Experimental Medicine Centre, Institute for Clinical and Experimental Medicine, 14021 Prague, Czech Republic.
Int J Mol Sci. 2021 Apr 17;22(8):4182. doi: 10.3390/ijms22084182.
Despite the rapid progress in diagnosis and treatment of cardiovascular disease (CVD), this disease remains a major cause of mortality and morbidity. Recent progress over the last two decades in the field of molecular genetics, especially with new tools such as genome-wide association studies, has helped to identify new genes and their variants, which can be used for calculations of risk, prediction of treatment efficacy, or detection of subjects prone to drug side effects.

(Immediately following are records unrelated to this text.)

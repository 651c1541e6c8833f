/*!
 * External collaborator interfaces.
 *
 * The engine never implements speech recognition, translation, synthesis,
 * separation or ad classification itself. It talks to them through these
 * traits:
 * - `Translator`: source text to target-language text, per segment
 * - `SpeechSynthesizer`: translated text to a speech clip, per segment
 * - `StemSeparator`: source audio to vocal and background stems
 * - `AdClassifier`: transcript to ad interval candidates
 *
 * Each collaborator also reports a `cache_tag`: a string that changes
 * whenever its output for the same input would change (another voice
 * engine, an edited clip or ad report). The driver folds it into every
 * artifact fingerprint.
 *
 * `mock` holds deterministic implementations for tests and dry runs, `files`
 * reads artifacts other tools have already produced.
 */

use std::fmt::Debug;
use std::path::PathBuf;

use async_trait::async_trait;

use crate::audio::AudioBuffer;
use crate::errors::UpstreamError;
use crate::reconcile::SynthesizedClip;
use crate::splice::AdInterval;
use crate::stems::StemPair;
use crate::timeline::{SegmentId, SegmentStore, TranscriptSegment};

pub mod files;
pub mod mock;

/// Source media as delivered by the fetcher
#[derive(Debug, Clone)]
pub struct MediaSource {
    /// Stable identifier, part of every cache fingerprint
    pub id: String,
    /// Extracted source audio, mono
    pub audio: AudioBuffer,
    /// Source video, if any; only passed through to the muxer
    pub video_path: Option<PathBuf>,
}

impl MediaSource {
    pub fn new(id: &str, audio: AudioBuffer) -> Self {
        Self {
            id: id.to_string(),
            audio,
            video_path: None,
        }
    }

    pub fn with_video(mut self, video_path: PathBuf) -> Self {
        self.video_path = Some(video_path);
        self
    }

    pub fn duration(&self) -> f64 {
        self.audio.duration()
    }

    pub fn sample_rate(&self) -> u32 {
        self.audio.sample_rate
    }
}

#[async_trait]
pub trait Translator: Send + Sync + Debug {
    /// Translate the source text of one segment
    async fn translate(&self, segment: &TranscriptSegment) -> Result<String, UpstreamError>;

    fn cache_tag(&self) -> String;
}

#[async_trait]
pub trait SpeechSynthesizer: Send + Sync + Debug {
    /// Speak `text` with the given voice profile
    async fn synthesize(
        &self,
        segment_id: SegmentId,
        text: &str,
        voice: &str,
    ) -> Result<SynthesizedClip, UpstreamError>;

    /// Identity of the clip this synthesizer would produce for `segment_id`
    fn cache_tag(&self, segment_id: SegmentId) -> String;
}

#[async_trait]
pub trait StemSeparator: Send + Sync + Debug {
    /// Split the media's audio into full-length vocal and background stems
    async fn separate(&self, media: &MediaSource) -> Result<StemPair, UpstreamError>;

    fn cache_tag(&self) -> String;
}

#[async_trait]
pub trait AdClassifier: Send + Sync + Debug {
    /// Ad candidates on the original timeline; may overlap or be imprecise
    async fn classify(&self, segments: &SegmentStore) -> Result<Vec<AdInterval>, UpstreamError>;

    fn cache_tag(&self) -> String;
}
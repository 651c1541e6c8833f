/*!
 * Pipeline driver.
 *
 * - `context`: `RunContext` threaded through every stage, `Stage` and cancellation
 * - `retry`: exponential backoff around collaborator calls
 * - `cache`: content-fingerprinted artifact cache for resumable runs
 * - `driver`: runs the stages and joins their results
 */

pub mod cache;
pub mod context;
pub mod driver;
pub mod retry;

pub use cache::{audio_digest, file_tag, ArtifactCache, Fingerprint};
pub use context::{CancellationFlag, RunContext, Stage};
pub use driver::{Collaborators, PipelineDriver, PipelineProgress, RunReport, SegmentFallback};
pub use retry::RetryPolicy;
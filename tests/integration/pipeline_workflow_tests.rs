/*!
 * End-to-end runs through the pipeline driver with mock collaborators
 */

use std::sync::Arc;
use std::time::Duration;

use parking_lot::Mutex;

use dubsplice::errors::PipelineError;
use dubsplice::pipeline::{CancellationFlag, PipelineDriver, PipelineProgress, RetryPolicy, Stage};
use dubsplice::providers::mock::{MockBehavior, MockStemSeparator, MockSynthesizer};
use dubsplice::reconcile::ReconcileDecision;
use dubsplice::timeline::{SegmentStore, TranscriptSegment};

use crate::common::{ad, hello_world, segment_store, test_context, test_media, MockSet, SAMPLE_RATE};

fn scenario_a_synthesizer() -> MockSynthesizer {
    MockSynthesizer::working(SAMPLE_RATE)
        .with_duration(1, 5.0)
        .with_duration(2, 4.8)
}

#[tokio::test]
async fn test_run_withoutAds_shouldKeepFullDurationAndPadShortClip() {
    let mocks = MockSet::new(scenario_a_synthesizer(), Vec::new());
    let driver = PipelineDriver::new(test_context(), mocks.collaborators());

    let report = driver.run(&test_media("scenario-a", 10.0), &hello_world()).await.unwrap();

    assert!((report.track.duration() - 10.0).abs() < 1e-6);
    assert_eq!(
        report.decisions,
        vec![(1, ReconcileDecision::WithinTolerance), (2, ReconcileDecision::Padded)]
    );
    assert_eq!(report.track.replaced_segments, vec![1, 2]);
    assert!(report.fallbacks.is_empty());
    assert!(report.overflow_warnings.is_empty());
    assert_eq!(mocks.translator.calls(), 2);
    assert_eq!(mocks.synthesizer.calls(), 2);
}

#[tokio::test]
async fn test_run_withAdAcrossBoundary_shouldSpliceAndRemap() {
    let mocks = MockSet::new(scenario_a_synthesizer(), vec![ad(4.0, 6.0)]);
    let driver = PipelineDriver::new(test_context(), mocks.collaborators());

    let report = driver.run(&test_media("scenario-b", 10.0), &hello_world()).await.unwrap();

    assert!((report.track.duration() - 8.0).abs() < 1e-6);
    let spans: Vec<(f64, f64, f64, f64)> = report
        .splice_map
        .kept_segments
        .iter()
        .map(|s| {
            (
                s.original_span.start,
                s.original_span.end,
                s.remapped_span.start,
                s.remapped_span.end,
            )
        })
        .collect();
    assert_eq!(spans.len(), 2);
    assert_eq!((spans[0].0, spans[0].1), (0.0, 4.0));
    assert_eq!((spans[1].0, spans[1].1), (6.0, 10.0));
    assert!((spans[1].2 - 4.0).abs() < 1e-9 && (spans[1].3 - 8.0).abs() < 1e-9);
    assert!((report.track.cut_list.output_duration - 8.0).abs() < 1e-9);
}

#[tokio::test]
async fn test_run_withOverflowIntoGap_shouldNotReportDebt() {
    let segments = segment_store(&[(0.0, 3.0, "first"), (3.5, 6.0, "second")]);
    let synthesizer = MockSynthesizer::working(SAMPLE_RATE)
        .with_duration(1, 4.5)
        .with_duration(2, 2.5);
    let mocks = MockSet::new(synthesizer, Vec::new());
    let driver = PipelineDriver::new(test_context(), mocks.collaborators());

    let report = driver.run(&test_media("scenario-c", 6.0), &segments).await.unwrap();

    assert_eq!(report.decisions[0], (1, ReconcileDecision::Compressed));
    assert!(report.overflow_warnings.is_empty());
    assert!(report.track.warnings.is_empty());
    assert!((report.track.duration() - 6.0).abs() < 1e-6);
}

#[tokio::test]
async fn test_run_withAdCoveringMedia_shouldFailWithEmptyOutput() {
    let mocks = MockSet::new(scenario_a_synthesizer(), vec![ad(0.0, 10.0)]);
    let driver = PipelineDriver::new(test_context(), mocks.collaborators());

    let result = driver.run(&test_media("scenario-d", 10.0), &hello_world()).await;

    assert!(matches!(result, Err(PipelineError::EmptyOutputAfterSplice { .. })));
}

#[tokio::test]
async fn test_run_withFailingSegment_shouldFallBackToOriginalVoice() {
    let synthesizer = MockSynthesizer::new(MockBehavior::FailingFor(vec![2]), SAMPLE_RATE);
    let mocks = MockSet::new(synthesizer, Vec::new());
    let driver = PipelineDriver::new(test_context(), mocks.collaborators());

    let report = driver.run(&test_media("isolation", 10.0), &hello_world()).await.unwrap();

    assert_eq!(report.fallbacks.len(), 1);
    assert_eq!(report.fallbacks[0].segment_id, 2);
    assert_eq!(report.fallbacks[0].stage, Stage::Synthesis);
    assert_eq!(report.track.replaced_segments, vec![1]);
    assert!((report.track.duration() - 10.0).abs() < 1e-6);
}

#[tokio::test]
async fn test_run_withFailingTranslator_shouldKeepEverySegmentOriginal() {
    let mocks = MockSet::new(MockSynthesizer::working(SAMPLE_RATE), Vec::new()).with_translator(MockBehavior::Failing);
    let driver = PipelineDriver::new(test_context(), mocks.collaborators());

    let report = driver.run(&test_media("no-translation", 10.0), &hello_world()).await.unwrap();

    assert_eq!(report.fallbacks.len(), 2);
    assert!(report.fallbacks.iter().all(|f| f.stage == Stage::Translation));
    assert!(report.track.replaced_segments.is_empty());
    assert_eq!(mocks.synthesizer.calls(), 0);
}

#[tokio::test]
async fn test_run_withExistingTranslations_shouldSkipTranslator() {
    let segments = SegmentStore::new(vec![
        TranscriptSegment::new(1, 0.0, 5.0, "hallo").unwrap().with_translation("hello"),
        TranscriptSegment::new(2, 5.0, 10.0, "welt").unwrap().with_translation("world"),
    ])
    .unwrap();
    let mocks = MockSet::new(MockSynthesizer::working(SAMPLE_RATE), Vec::new()).with_translator(MockBehavior::Failing);
    let driver = PipelineDriver::new(test_context(), mocks.collaborators());

    let report = driver.run(&test_media("pretranslated", 10.0), &segments).await.unwrap();

    assert!(report.fallbacks.is_empty());
    assert_eq!(mocks.translator.calls(), 0);
    assert_eq!(mocks.synthesizer.calls(), 2);
}

#[tokio::test]
async fn test_run_withIntermittentSynthesizer_shouldRetryAndSucceed() {
    let synthesizer = MockSynthesizer::new(MockBehavior::Intermittent { fail_every: 2 }, SAMPLE_RATE);
    let mocks = MockSet::new(synthesizer, Vec::new());
    let mut context = test_context().with_retry(RetryPolicy::new(
        3,
        Duration::from_millis(1),
        Duration::from_millis(5),
    ));
    context.config.pipeline.concurrency = 1;
    let driver = PipelineDriver::new(context, mocks.collaborators());

    let report = driver.run(&test_media("retry", 10.0), &hello_world()).await.unwrap();

    assert!(report.fallbacks.is_empty());
    assert_eq!(report.track.replaced_segments, vec![1, 2]);
    assert_eq!(mocks.synthesizer.calls(), 3);
}

#[tokio::test]
async fn test_run_withFailingSeparator_shouldHaltAtStemSeparation() {
    let mut mocks = MockSet::new(MockSynthesizer::working(SAMPLE_RATE), Vec::new());
    mocks.separator = MockStemSeparator::new(MockBehavior::Failing);
    let driver = PipelineDriver::new(test_context(), mocks.collaborators());

    let result = driver.run(&test_media("no-stems", 10.0), &hello_world()).await;

    assert!(matches!(
        result,
        Err(PipelineError::StageFailed {
            stage: Stage::StemSeparation,
            ..
        })
    ));
}

#[tokio::test]
async fn test_run_whenCancelled_shouldStopWithCancelled() {
    let mocks = MockSet::new(MockSynthesizer::working(SAMPLE_RATE), Vec::new());
    let cancel = CancellationFlag::new();
    cancel.cancel();
    let driver = PipelineDriver::new(test_context().with_cancellation(cancel), mocks.collaborators());

    let result = driver.run(&test_media("cancelled", 10.0), &hello_world()).await;

    assert!(matches!(result, Err(PipelineError::Cancelled(_))));
    assert_eq!(mocks.synthesizer.calls(), 0);
}

#[tokio::test]
async fn test_run_withForeignClipRate_shouldResampleToTrackRate() {
    let synthesizer = MockSynthesizer::working(SAMPLE_RATE * 2)
        .with_duration(1, 5.0)
        .with_duration(2, 5.0);
    let mocks = MockSet::new(synthesizer, Vec::new());
    let driver = PipelineDriver::new(test_context(), mocks.collaborators());

    let report = driver.run(&test_media("resample", 10.0), &hello_world()).await.unwrap();

    assert_eq!(report.track.audio.sample_rate, SAMPLE_RATE);
    assert!((report.track.duration() - 10.0).abs() < 1e-6);
}

#[tokio::test]
async fn test_run_withProgressCallback_shouldReportEverySegment() {
    let events: Arc<Mutex<Vec<PipelineProgress>>> = Arc::new(Mutex::new(Vec::new()));
    let sink = events.clone();
    let mocks = MockSet::new(scenario_a_synthesizer(), Vec::new());
    let driver = PipelineDriver::new(test_context(), mocks.collaborators())
        .with_progress(Arc::new(move |event: PipelineProgress| sink.lock().push(event)));

    driver.run(&test_media("progress", 10.0), &hello_world()).await.unwrap();

    let events = events.lock();
    let finished: Vec<usize> = events
        .iter()
        .filter_map(|e| match e {
            PipelineProgress::SegmentFinished { completed, total } => {
                assert_eq!(*total, 2);
                Some(*completed)
            }
            _ => None,
        })
        .collect();
    assert_eq!(finished, vec![1, 2]);
    assert_eq!(events.last(), Some(&PipelineProgress::StageFinished(Stage::Composition)));
}
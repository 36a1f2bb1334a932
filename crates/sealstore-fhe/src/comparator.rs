//! Bitwise encryption and homomorphic comparison for range queries.
//!
//! A value is split into its bits (LSB first), each bit encrypted
//! independently. Comparison against a public query value walks the bits
//! from the MSB down, maintaining running equal-so-far and less-so-far
//! ciphertexts; only the final Boolean ciphertext is ever decrypted.

use fhe::bfv::Ciphertext;
use fhe_traits::Serialize as FheSerialize;
use tracing::debug;
use xxhash_rust::xxh64::Xxh64;

use crate::engine::{CompareOp, FheEngine};
use crate::error::FheError;

/// Direction of a strict bitwise comparison.
#[derive(Clone, Copy, PartialEq)]
enum Direction {
    Less,
    Greater,
}

impl FheEngine {
    /// Encrypt `value` for range querying: one ciphertext per bit, LSB
    /// first, `bits` wide. `value` must fit in `bits`.
    pub fn encrypt_for_range_query(
        &self,
        value: u64,
        bits: usize,
    ) -> Result<Vec<Vec<u8>>, FheError> {
        check_width(bits)?;
        check_fits(value, bits)?;
        (0..bits)
            .map(|position| {
                let bit_ct = self.encrypt_slot0((value >> position) & 1)?;
                crate::envelope::pack(&bit_ct.to_bytes())
            })
            .collect()
    }

    /// Decide x < `query` for the value x behind `encrypted_bits`.
    /// Requires full mode.
    pub fn compare_less_than<T: AsRef<[u8]>>(
        &self,
        encrypted_bits: &[T],
        query: u64,
    ) -> Result<bool, FheError> {
        self.compare_bits(encrypted_bits, query, Direction::Less)
    }

    /// Decide x > `query` for the value x behind `encrypted_bits`.
    /// Requires full mode.
    pub fn compare_greater_than<T: AsRef<[u8]>>(
        &self,
        encrypted_bits: &[T],
        query: u64,
    ) -> Result<bool, FheError> {
        self.compare_bits(encrypted_bits, query, Direction::Greater)
    }

    /// Decide lo ≤ x ≤ hi with either bound optional; both bounds absent
    /// is vacuously true. Requires full mode.
    pub fn compare_range<T: AsRef<[u8]>>(
        &self,
        encrypted_bits: &[T],
        min_value: Option<u64>,
        max_value: Option<u64>,
    ) -> Result<bool, FheError> {
        if let Some(lo) = min_value {
            if self.compare_less_than(encrypted_bits, lo)? {
                return Ok(false);
            }
        }
        if let Some(hi) = max_value {
            if self.compare_greater_than(encrypted_bits, hi)? {
                return Ok(false);
            }
        }
        Ok(true)
    }

    fn compare_bits<T: AsRef<[u8]>>(
        &self,
        encrypted_bits: &[T],
        query: u64,
        direction: Direction,
    ) -> Result<bool, FheError> {
        self.require_full()?;
        let width = encrypted_bits.len();
        check_width(width)?;
        check_fits(query, width)?;

        let memo_op = match direction {
            Direction::Less => CompareOp::LessThan(query),
            Direction::Greater => CompareOp::GreaterThan(query),
        };
        let memo_key = (hash_bits(encrypted_bits), memo_op);
        if let Some(hit) = self.compare_memo.get(&memo_key) {
            return Ok(hit);
        }

        let bits: Vec<Ciphertext> = encrypted_bits
            .iter()
            .map(|b| self.load_ciphertext(b.as_ref()))
            .collect::<Result<_, _>>()?;

        let one = self.encrypt_slot0(1)?;
        // The strict result accumulator and the equal-prefix product. At
        // most one bit position can ever contribute, so the accumulator
        // decrypts to 0 or 1.
        let mut result = self.encrypt_slot0(0)?;
        let mut eq_so_far = one.clone();

        for position in (0..width).rev() {
            let bit_ct = &bits[position];
            let query_bit = (query >> position) & 1;

            let fires = match direction {
                // x_i = 0 while q_i = 1 decides x < q at this position.
                Direction::Less => query_bit == 1,
                // x_i = 1 while q_i = 0 decides x > q at this position.
                Direction::Greater => query_bit == 0,
            };
            if fires {
                let decided = match direction {
                    Direction::Less => &one - bit_ct,
                    Direction::Greater => bit_ct.clone(),
                };
                let mut contribution = &eq_so_far * &decided;
                self.relinearize(&mut contribution)?;
                result = &result + &contribution;
            }

            if position == 0 {
                // The equal-prefix product is not consumed after the LSB.
                break;
            }
            let bit_eq = if query_bit == 1 {
                bit_ct.clone()
            } else {
                &one - bit_ct
            };
            let mut eq = &eq_so_far * &bit_eq;
            self.relinearize(&mut eq)?;
            eq_so_far = eq;
        }

        self.check_noise(&result)?;
        let matched = self.decrypt_slot0(&result)? != 0;
        debug!(width, query, matched, "bitwise comparison evaluated");
        self.compare_memo.put(memo_key, matched);
        Ok(matched)
    }
}

fn check_width(bits: usize) -> Result<(), FheError> {
    if bits == 0 || bits > 64 {
        return Err(FheError::InvalidBitWidth(bits));
    }
    Ok(())
}

fn check_fits(value: u64, bits: usize) -> Result<(), FheError> {
    if bits < 64 && value >> bits != 0 {
        return Err(FheError::ValueOutOfRange {
            value,
            max: (1u64 << bits) - 1,
        });
    }
    Ok(())
}

fn hash_bits<T: AsRef<[u8]>>(encrypted_bits: &[T]) -> u64 {
    let mut hasher = Xxh64::new(0);
    for bit in encrypted_bits {
        hasher.update(bit.as_ref());
    }
    hasher.digest()
}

Although the use of genetic risk scores further improves CVD prediction, the significance is not unambiguous, and some subjects at risk remain undetected. Further research directions should focus on the "second level" of genetic information, namely, regulatory molecules (miRNAs) and epigenetic changes, predominantly DNA methylation and gene-environment interactions.
尽管心血管疾病(CVD)的诊断和治疗取得了快速进展,但该病仍是主要的死亡和发病原因。过去二十年分子遗传学领域的最新进展,尤其是使用全基因组关联研究等新工具,有助于识别新的基因及其变体,这些都可用于计算风险、预测治疗效果或发现易发生药物副作用的对象。尽管遗传风险评分的使用进一步提高了 CVD 预测的准确性,但意义并不明确,仍有一些高危人群未被发现。进一步的研究方向应集中在遗传信息的“第二级”,即调控分子(miRNAs)和表观遗传变化,主要是 DNA 甲基化和基因-环境相互作用。